Previous Comic-Con Entry

Thursday, July 18, 2013

Stop Thinking, Start Drinking!

 When Janet Met Jonny
"Two Pints Of Lager And A Packet Of Crisps"
It's my birthday.

And I'm at Comic-Con.

It's my birthday, and I'm at Comic-Con!

I'm at my third favorite place in the world on my birthday!  Could the stars possible align again and enable a future birthday to occur at my first or second?

That's too much to contemplate on this birthday.  Today, I'm just going to take advice from BBC3's "Two Pints Of Lager And A Packet Of Crisps"...

... and let it fizzle out in a week!

Monday, July 1, 2013

Well, How Did I Get Here?


It’s been a long and winding road for Gigi Gutierrez. She has gone from Los Angeles to London, Las Vegas, Reykjavik and back.

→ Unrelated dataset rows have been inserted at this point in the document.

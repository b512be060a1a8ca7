//! Plain HTTP forward proxying and CONNECT tunneling.

mod common;

use std::sync::Arc;

use tokio::io::{AsyncReadExt, AsyncWriteExt};
use tokio::net::TcpStream;

use capture_proxy::protocol::PacketDirection;
use common::RecordingHooks;

fn proxied_client(proxy: std::net::SocketAddr) -> reqwest::Client {
    reqwest::Client::builder()
        .proxy(reqwest::Proxy::http(format!("http://{}", proxy)).unwrap())
        .build()
        .unwrap()
}

#[tokio::test]
async fn get_is_forwarded_through_proxy() {
    let (backend, seen) = common::start_mock_backend("hello from backend").await;
    let (listener, proxy) = common::start_proxy(|_| {}).await;
    let hooks = Arc::new(RecordingHooks::default());
    listener.set_hook_executor(hooks.clone());

    let response = proxied_client(proxy)
        .get(format!("http://{}/greeting?lang=en", backend))
        .header("x-trace", "abc")
        .send()
        .await
        .unwrap();

    assert_eq!(response.status(), 200);
    assert_eq!(response.headers()["x-backend"], "mock");
    assert_eq!(response.headers()["connection"], "close");
    assert_eq!(response.text().await.unwrap(), "hello from backend");

    let requests = seen.lock().unwrap().clone();
    assert_eq!(requests.len(), 1);
    assert!(requests[0].starts_with("GET /greeting?lang=en HTTP/1.1\r\n"));
    assert!(requests[0].to_ascii_lowercase().contains("x-trace: abc\r\n"));

    hooks.wait_for_ended(1).await;
    let outbound = hooks.packets_in(PacketDirection::Outbound);
    assert_eq!(outbound.len(), 1);
    assert!(outbound[0].starts_with(b"GET http://"));
    let inbound = hooks.packets_in(PacketDirection::Inbound);
    assert_eq!(inbound.len(), 1);
    assert!(inbound[0].ends_with(b"hello from backend"));

    listener.stop().await.unwrap();
}

#[tokio::test]
async fn post_body_reaches_backend() {
    let (backend, seen) = common::start_mock_backend("stored").await;
    let (listener, proxy) = common::start_proxy(|_| {}).await;

    let response = proxied_client(proxy)
        .post(format!("http://{}/items", backend))
        .body("item=42")
        .send()
        .await
        .unwrap();
    assert_eq!(response.text().await.unwrap(), "stored");

    let requests = seen.lock().unwrap().clone();
    assert!(requests[0].starts_with("POST /items HTTP/1.1\r\n"));
    assert!(requests[0].ends_with("\r\n\r\nitem=42"));

    listener.stop().await.unwrap();
}

#[tokio::test]
async fn hop_by_hop_headers_are_not_forwarded() {
    let (backend, seen) = common::start_mock_backend("ok").await;
    let (listener, proxy) = common::start_proxy(|_| {}).await;

    let mut client = TcpStream::connect(proxy).await.unwrap();
    client
        .write_all(
            format!(
                "GET http://{}/ HTTP/1.1\r\nHost: {}\r\nProxy-Connection: keep-alive\r\nKeep-Alive: 5\r\nX-Kept: yes\r\n\r\n",
                backend, backend
            )
            .as_bytes(),
        )
        .await
        .unwrap();
    let mut response = String::new();
    client.read_to_string(&mut response).await.unwrap();
    assert!(response.ends_with("ok"));

    let request = seen.lock().unwrap()[0].to_ascii_lowercase();
    assert!(!request.contains("proxy-connection"));
    assert!(!request.contains("keep-alive: 5"));
    assert!(request.contains("x-kept: yes"));

    listener.stop().await.unwrap();
}

#[tokio::test]
async fn chunked_request_body_is_refused() {
    let (backend, seen) = common::start_mock_backend("unused").await;
    let (listener, proxy) = common::start_proxy(|_| {}).await;

    let mut client = TcpStream::connect(proxy).await.unwrap();
    client
        .write_all(
            format!(
                "POST http://{}/ HTTP/1.1\r\nHost: {}\r\nTransfer-Encoding: chunked\r\n\r\n4\r\nwiki\r\n0\r\n\r\n",
                backend, backend
            )
            .as_bytes(),
        )
        .await
        .unwrap();
    let mut response = String::new();
    client.read_to_string(&mut response).await.unwrap();
    assert!(response.starts_with("HTTP/1.1 501 Not Implemented\r\n"));
    assert!(seen.lock().unwrap().is_empty());

    listener.stop().await.unwrap();
}

#[tokio::test]
async fn unreachable_backend_gets_502() {
    let dead = common::unused_addr().await;
    let (listener, proxy) = common::start_proxy(|_| {}).await;

    let response = proxied_client(proxy)
        .get(format!("http://{}/", dead))
        .send()
        .await
        .unwrap();
    assert_eq!(response.status(), 502);
    assert_eq!(response.text().await.unwrap(), "Upstream request failed\n");

    listener.stop().await.unwrap();
}

#[tokio::test]
async fn connect_tunnels_raw_bytes() {
    let (backend, seen) = common::start_mock_backend("tunneled").await;
    let (listener, proxy) = common::start_proxy(|_| {}).await;

    let mut client = TcpStream::connect(proxy).await.unwrap();
    client
        .write_all(format!("CONNECT {} HTTP/1.1\r\nHost: {}\r\n\r\n", backend, backend).as_bytes())
        .await
        .unwrap();

    let mut established = [0u8; 39];
    client.read_exact(&mut established).await.unwrap();
    assert_eq!(&established[..], b"HTTP/1.1 200 Connection Established\r\n\r\n");

    client
        .write_all(b"GET /inside HTTP/1.1\r\nHost: backend\r\n\r\n")
        .await
        .unwrap();
    let mut response = String::new();
    client.read_to_string(&mut response).await.unwrap();
    assert!(response.ends_with("tunneled"));
    assert!(seen.lock().unwrap()[0].starts_with("GET /inside HTTP/1.1\r\n"));

    listener.stop().await.unwrap();
}

#[tokio::test]
async fn connect_to_dead_target_gets_502() {
    let dead = common::unused_addr().await;
    let (listener, proxy) = common::start_proxy(|_| {}).await;

    let mut client = TcpStream::connect(proxy).await.unwrap();
    client
        .write_all(format!("CONNECT {} HTTP/1.1\r\nHost: {}\r\n\r\n", dead, dead).as_bytes())
        .await
        .unwrap();
    let mut response = String::new();
    client.read_to_string(&mut response).await.unwrap();
    assert!(response.starts_with("HTTP/1.1 502 Bad Gateway\r\n"));

    listener.stop().await.unwrap();
}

Now she’s headed for China!

Whenever readers pick up a new issue of Pretty Vacant, they realize that Gigi is pushed further away from a normal, stable life. The momentum is ongoing and it doesn’t seem to end!

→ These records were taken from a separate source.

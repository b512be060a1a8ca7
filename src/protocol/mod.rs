//! Protocol processor contract and dispatch.
//!
//! # Data Flow
//! ```text
//! accepted Connection
//!     → dispatch.rs (peek first byte / read HTTP head, bounded by read timeout)
//!     → detectors in priority order: SOCKS5, WebSocket upgrade, plain HTTP
//!     → exactly one ProtocolProcessor::process(connection)
//! ```
//!
//! # Design Decisions
//! - Detection is a pure predicate evaluated before a processor exists, so a
//!   non-matching detector has no side effects
//! - `process` consumes the processor: it cannot run twice
//! - Panics inside a processor are caught at the dispatch boundary

pub mod dispatch;
pub mod socks5;

use std::fmt;

use async_trait::async_trait;

use crate::error::ProxyError;
use crate::net::connection::Connection;

pub use dispatch::{DispatchOutcome, Dispatcher, Sniffed};
pub use socks5::Socks5Processor;

/// A protocol-specific connection handler.
#[async_trait]
pub trait ProtocolProcessor: Send {
    /// Stable identifier used in logs and metrics.
    fn protocol_name(&self) -> &'static str;

    /// Handle the connection to completion.
    async fn process(self: Box<Self>, conn: &mut Connection) -> Result<(), ProxyError>;
}

/// Direction of a captured payload relative to the client.
#[derive(Debug, Clone, Copy, PartialEq, Eq, Hash)]
pub enum PacketDirection {
    /// Upstream → client.
    Inbound,
    /// Client → upstream.
    Outbound,
}

impl PacketDirection {
    pub fn as_str(&self) -> &'static str {
        match self {
            PacketDirection::Inbound => "inbound",
            PacketDirection::Outbound => "outbound",
        }
    }
}

impl fmt::Display for PacketDirection {
    fn fmt(&self, f: &mut fmt::Formatter<'_>) -> fmt::Result {
        f.write_str(self.as_str())
    }
}
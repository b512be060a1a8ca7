//! Plain HTTP forward proxying.
//!
//! # Responsibilities
//! - Tunnel `CONNECT host:port` requests as opaque byte streams
//! - Forward one absolute-form or origin-form request to its host
//! - Report request and response bodies to capture hooks
//!
//! # Design Decisions
//! - One request per connection; every response carries `Connection: close`
//! - Bodies are buffered so hooks see complete payloads
//! - Chunked request bodies are refused rather than re-framed

use std::sync::Arc;

use async_trait::async_trait;
use axum::body::Body;
use axum::http::{HeaderMap, HeaderName, Request, StatusCode, Uri};
use hyper_util::client::legacy::{connect::HttpConnector, Client};
use tokio::io::{AsyncReadExt, AsyncWriteExt};
use tokio::net::TcpStream;
use tokio::time::timeout;

use crate::error::ProxyError;
use crate::http::request::RequestHead;
use crate::http::response::{
    encode_response_head, plain_text_response, write_takeover_response, UPSTREAM_FAILED_BODY,
};
use crate::net::connection::Connection;
use crate::observability::metrics;
use crate::protocol::{PacketDirection, ProtocolProcessor};

const PROTOCOL: &str = "http";

/// Largest request or response body buffered for forwarding.
pub const MAX_BODY_SIZE: usize = 8 * 1024 * 1024;

const CONNECT_ESTABLISHED: &[u8] = b"HTTP/1.1 200 Connection Established\r\n\r\n";

/// Headers meaningful only for a single transport hop.
const HOP_BY_HOP: [&str; 9] = [
    "connection",
    "keep-alive",
    "proxy-authenticate",
    "proxy-authorization",
    "proxy-connection",
    "te",
    "trailer",
    "transfer-encoding",
    "upgrade",
];

fn is_hop_by_hop(name: &HeaderName) -> bool {
    HOP_BY_HOP.contains(&name.as_str())
}

/// Copy of `headers` without hop-by-hop entries.
pub fn strip_hop_by_hop(headers: &HeaderMap) -> HeaderMap {
    let mut kept = HeaderMap::with_capacity(headers.len());
    for (name, value) in headers {
        if !is_hop_by_hop(name) {
            kept.append(name.clone(), value.clone());
        }
    }
    kept
}

/// Default processor for anything that parsed as HTTP.
pub struct HttpProcessor {
    request: RequestHead,
    client: Client<HttpConnector, Body>,
}

impl HttpProcessor {
    pub fn new(request: RequestHead, client: Client<HttpConnector, Body>) -> Self {
        Self { request, client }
    }

    async fn tunnel(self, conn: &mut Connection) -> Result<(), ProxyError> {
        let info = conn.info().clone();
        let server = Arc::clone(conn.server());
        let target = self.request.host;

        let dialed = timeout(server.config().handshake_timeout, TcpStream::connect(&target))
            .await
            .map_err(|_| ProxyError::Timeout("dialing CONNECT target"))
            .and_then(|r| r.map_err(ProxyError::from));
        let mut upstream = match dialed {
            Ok(stream) => stream,
            Err(e) => {
                server.log_error(format_args!("{} CONNECT {} failed: {}", info.id, target, e));
                metrics::record_upstream_failure(PROTOCOL);
                return respond(conn, StatusCode::BAD_GATEWAY, UPSTREAM_FAILED_BODY).await;
            }
        };

        write_takeover_response(conn.writer()?, CONNECT_ESTABLISHED, info.write_timeout).await?;
        let (mut client, leftover) = conn.take_handle().await?;
        if !leftover.is_empty() {
            upstream.write_all(&leftover).await?;
        }

        server.log_info(format_args!("{} CONNECT tunnel open to {}", info.id, target));
        match tokio::io::copy_bidirectional(&mut client, &mut upstream).await {
            Ok((sent, received)) => {
                let sent = sent as usize + leftover.len();
                metrics::record_relayed_bytes(PROTOCOL, PacketDirection::Outbound, sent);
                metrics::record_relayed_bytes(PROTOCOL, PacketDirection::Inbound, received as usize);
                server.log_debug(format_args!(
                    "{} CONNECT tunnel closed (sent {} bytes, received {} bytes)",
                    info.id, sent, received
                ));
            }
            Err(e) => {
                tracing::debug!(connection_id = %info.id, error = %e, "CONNECT relay ended");
            }
        }
        Ok(())
    }

    async fn forward(self, conn: &mut Connection) -> Result<(), ProxyError> {
        let info = conn.info().clone();
        let server = Arc::clone(conn.server());
        let request = self.request;

        let chunked = request
            .header("transfer-encoding")
            .is_some_and(|te| te.to_ascii_lowercase().contains("chunked"));
        if chunked {
            return respond(
                conn,
                StatusCode::NOT_IMPLEMENTED,
                "Chunked request bodies are not supported\n",
            )
            .await;
        }

        let content_length = match request.header("content-length").map(str::parse::<usize>) {
            None => 0,
            Some(Ok(n)) if n <= MAX_BODY_SIZE => n,
            Some(Ok(_)) => return respond(conn, StatusCode::PAYLOAD_TOO_LARGE, "Payload Too Large\n").await,
            Some(Err(_)) => return respond(conn, StatusCode::BAD_REQUEST, "Invalid Content-Length\n").await,
        };

        let Ok(uri) = format!("http://{}{}", request.host, request.path).parse::<Uri>() else {
            return respond(conn, StatusCode::BAD_REQUEST, "Invalid request target\n").await;
        };

        let mut body = vec![0u8; content_length];
        timeout(info.read_timeout, conn.reader()?.read_exact(&mut body))
            .await
            .map_err(|_| ProxyError::Timeout("reading request body"))??;

        if let Some(hooks) = conn.hooks() {
            let mut captured = request.raw.clone();
            captured.extend_from_slice(&body);
            hooks.packet(&info, PacketDirection::Outbound, &captured);
        }
        metrics::record_relayed_bytes(PROTOCOL, PacketDirection::Outbound, body.len());

        server.log_debug(format_args!(
            "{} forwarding {} {}",
            info.id, request.method, uri
        ));

        let mut builder = Request::builder().method(request.method.clone()).uri(uri);
        if let Some(headers) = builder.headers_mut() {
            *headers = strip_hop_by_hop(&request.headers);
        }
        let upstream_request = builder
            .body(Body::from(body))
            .map_err(|e| ProxyError::MalformedRequest(e.to_string()))?;

        let response = match timeout(info.read_timeout, self.client.request(upstream_request)).await {
            Ok(Ok(response)) => response,
            Ok(Err(e)) => {
                server.log_error(format_args!("{} upstream {} failed: {}", info.id, request.host, e));
                metrics::record_upstream_failure(PROTOCOL);
                return respond(conn, StatusCode::BAD_GATEWAY, UPSTREAM_FAILED_BODY).await;
            }
            Err(_) => {
                server.log_error(format_args!("{} upstream {} timed out", info.id, request.host));
                metrics::record_upstream_failure(PROTOCOL);
                return respond(conn, StatusCode::GATEWAY_TIMEOUT, "Upstream request timed out\n").await;
            }
        };

        let (parts, body) = response.into_parts();
        let body = match timeout(
            info.read_timeout,
            axum::body::to_bytes(Body::new(body), MAX_BODY_SIZE),
        )
        .await
        {
            Ok(Ok(bytes)) => bytes,
            Ok(Err(e)) => {
                server.log_error(format_args!("{} upstream body from {} failed: {}", info.id, request.host, e));
                metrics::record_upstream_failure(PROTOCOL);
                return respond(conn, StatusCode::BAD_GATEWAY, UPSTREAM_FAILED_BODY).await;
            }
            Err(_) => {
                metrics::record_upstream_failure(PROTOCOL);
                return respond(conn, StatusCode::GATEWAY_TIMEOUT, "Upstream request timed out\n").await;
            }
        };

        let mut wire = encode_response_head(parts.status, &strip_hop_by_hop(&parts.headers), body.len());
        wire.extend_from_slice(&body);

        if let Some(hooks) = conn.hooks() {
            hooks.packet(&info, PacketDirection::Inbound, &wire);
        }
        metrics::record_relayed_bytes(PROTOCOL, PacketDirection::Inbound, body.len());

        write_takeover_response(conn.writer()?, &wire, info.write_timeout).await?;
        server.log_info(format_args!(
            "{} {} {} -> {}",
            info.id,
            request.method,
            request.target,
            parts.status.as_u16()
        ));
        Ok(())
    }
}

#[async_trait]
impl ProtocolProcessor for HttpProcessor {
    fn protocol_name(&self) -> &'static str {
        PROTOCOL
    }

    async fn process(self: Box<Self>, conn: &mut Connection) -> Result<(), ProxyError> {
        if self.request.is_connect() {
            self.tunnel(conn).await
        } else {
            self.forward(conn).await
        }
    }
}

async fn respond(conn: &mut Connection, status: StatusCode, body: &str) -> Result<(), ProxyError> {
    let write_timeout = conn.info().write_timeout;
    let response = plain_text_response(status, body);
    write_takeover_response(conn.writer()?, &response, write_timeout).await
}
//! Shutdown coordination for the capture listener.

use tokio::sync::broadcast;

/// One-shot stop signal fanned out to every subscriber.
///
/// Subscribers created before `trigger` observe it; the accept loop
/// subscribes before it is spawned so the signal cannot be missed.
#[derive(Debug)]
pub struct Shutdown {
    tx: broadcast::Sender<()>,
}

impl Shutdown {
    pub fn new() -> Self {
        let (tx, _) = broadcast::channel(1);
        Self { tx }
    }

    pub fn subscribe(&self) -> broadcast::Receiver<()> {
        self.tx.subscribe()
    }

    /// Signal every subscriber. Triggering with no subscribers is harmless.
    pub fn trigger(&self) {
        let _ = self.tx.send(());
    }

    /// Number of subscribers still listening.
    pub fn receiver_count(&self) -> usize {
        self.tx.receiver_count()
    }
}

impl Default for Shutdown {
    fn default() -> Self {
        Self::new()
    }
}
//! HTTP-family protocol handling.
//!
//! # Data Flow
//! ```text
//! sniffed connection
//!     → request.rs (read + parse the request head)
//!     → websocket.rs (upgrade requests: dial upstream, relay messages)
//!     → passthrough.rs (everything else: CONNECT tunnel or forward proxy)
//!     → response.rs (raw responses written over the taken-over socket)
//! ```

pub mod passthrough;
pub mod request;
pub mod response;
pub mod websocket;

pub use passthrough::HttpProcessor;
pub use request::{read_request_head, RequestHead};
pub use response::{RawTakeover, TakeoverPhase};
pub use websocket::WebSocketProcessor;
//! Observability subsystem.
//!
//! # Data Flow
//! ```text
//! listener, processors, hooks produce:
//!     → logging.rs (structured log events, per-connection spans)
//!     → metrics.rs (counters, gauges, histograms)
//!
//! Consumers:
//!     → stdout
//!     → Metrics endpoint (Prometheus scrape)
//! ```

pub mod logging;
pub mod metrics;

We stumble from one situation to the next in real life. It’s the same for Gigi, only magnified. She's competing in beach volleyball matches and reality shows on one end while she’s frozen and plastinated as a mannequin's body mold on the other.

There’s a literary term for it: serialized storytelling. Passed on from generation to another, it led to a new level of critical respectability when television used it in the 1950s, leading to it’s use being co-opted by Marvel Comics in the 1960s.

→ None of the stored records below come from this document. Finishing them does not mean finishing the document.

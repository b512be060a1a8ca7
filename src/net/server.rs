//! Process-wide server capability surface handed to every processor.

use std::fmt::{self, Write as _};

use crate::config::Config;

/// Maximum number of payload bytes rendered by [`format_data_preview`].
pub const PREVIEW_LIMIT: usize = 256;

/// Read-only configuration plus logging verbs.
///
/// Shared by all connections behind an `Arc`; the log verbs are gated by
/// `Config::logging_enabled` so processors never consult global state.
#[derive(Debug)]
pub struct Server {
    config: Config,
}

impl Server {
    pub fn new(config: Config) -> Self {
        Self { config }
    }

    pub fn config(&self) -> &Config {
        &self.config
    }

    pub fn log_info(&self, args: fmt::Arguments<'_>) {
        if self.config.logging_enabled {
            tracing::info!("{}", args);
        }
    }

    pub fn log_error(&self, args: fmt::Arguments<'_>) {
        if self.config.logging_enabled {
            tracing::error!("{}", args);
        }
    }

    pub fn log_debug(&self, args: fmt::Arguments<'_>) {
        if self.config.logging_enabled {
            tracing::debug!("{}", args);
        }
    }

    /// Bounded, printable rendering of a captured payload.
    pub fn format_data_preview(&self, data: &[u8]) -> String {
        format_data_preview(data)
    }
}

/// Render at most [`PREVIEW_LIMIT`] bytes with non-printable bytes escaped.
pub fn format_data_preview(data: &[u8]) -> String {
    let shown = &data[..data.len().min(PREVIEW_LIMIT)];
    let mut preview = shown.escape_ascii().to_string();
    if data.len() > PREVIEW_LIMIT {
        let _ = write!(preview, "... ({} bytes total)", data.len());
    }
    preview
}

#[cfg(test)]
mod tests {
    use super::*;

    #[test]
    fn short_text_is_shown_verbatim() {
        assert_eq!(format_data_preview(b"GET / HTTP/1.1"), "GET / HTTP/1.1");
        assert_eq!(format_data_preview(b""), "");
    }

    #[test]
    fn control_bytes_are_escaped() {
        assert_eq!(format_data_preview(b"a\r\n\x00\xff"), "a\\r\\n\\x00\\xff");
    }

    #[test]
    fn large_payloads_are_truncated() {
        let data = vec![b'x'; 10 * 1024];
        let preview = format_data_preview(&data);
        assert!(preview.starts_with(&"x".repeat(PREVIEW_LIMIT)));
        assert!(preview.ends_with("... (10240 bytes total)"));
        assert!(preview.len() < PREVIEW_LIMIT + 32);
    }

    #[test]
    fn server_exposes_config() {
        let mut config = Config::default();
        config.logging_enabled = false;
        let server = Server::new(config);
        assert!(!server.config().logging_enabled);
        // Disabled logging is a silent no-op.
        server.log_error(format_args!("dropped {}", 1));
        assert_eq!(server.format_data_preview(b"ok"), "ok");
    }
}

Yet comic book serialization did not see its golden era until Chris Claremont was offered the Marvel writing gig of The Uncanny X-Men in 1975. With great artists such as Dave Cockrum, John Byrne and Jim Lee, Claremont weaved an ongoing tale over the next 16 years, taking The X-Men from one barely-survivable fight to the next: overcoming being hypnotized puppets in a killer circus, defending a star empire in outer space or taking on their arch-nemesis Magneto under the Antarctic.

It’s strange that Claremont doesn’t seem to get the credit he deserves today. Revisionists Alan Moore and Frank Miller (both taking delight in deconstructing superheroes) have passed him in the pantheon of comic writers, yet Claremont’s influence is undeniable. Where this year’s Iron Man 3 and Man Of Steel movies were original stories for the screen, the upcoming 2014 film X-Men: Days Of Future Past is a direct homage to the classic 1981 Claremont storyline in X-Men 141 & 142.

Cover for X-Men 141 (Jan 1981).  Art by the amazing John Byrne! 

Claremont’s stories dealing with religious and racial bigotry with the multicultural superhero team did resonate with a certain sixteen-year-old high school student in Southern California. However, the main reason why The Uncanny X-Men became the top selling comic book for 15 years was that Claremont’s stories were just plain fun!

In a nod to Miller and Moore, the mechanics of the plastination process is explained somewhat. Still, Gigi's adventures are not supposed to be scientific essays (yawn); they’re supposed to be fun! Judging by the look on Gigi’s face in page two (see above) of the upcoming Pretty Vacant: Made In China, she’s having fun kicking butt and taking names. And if she gets platinated along the way, getting her back to normal is just part of the fun!

The future is certain. Give Gigi time to work it out!

Kudos if you remember the lyric in the song that is used for the title of this post. Same as it ever was!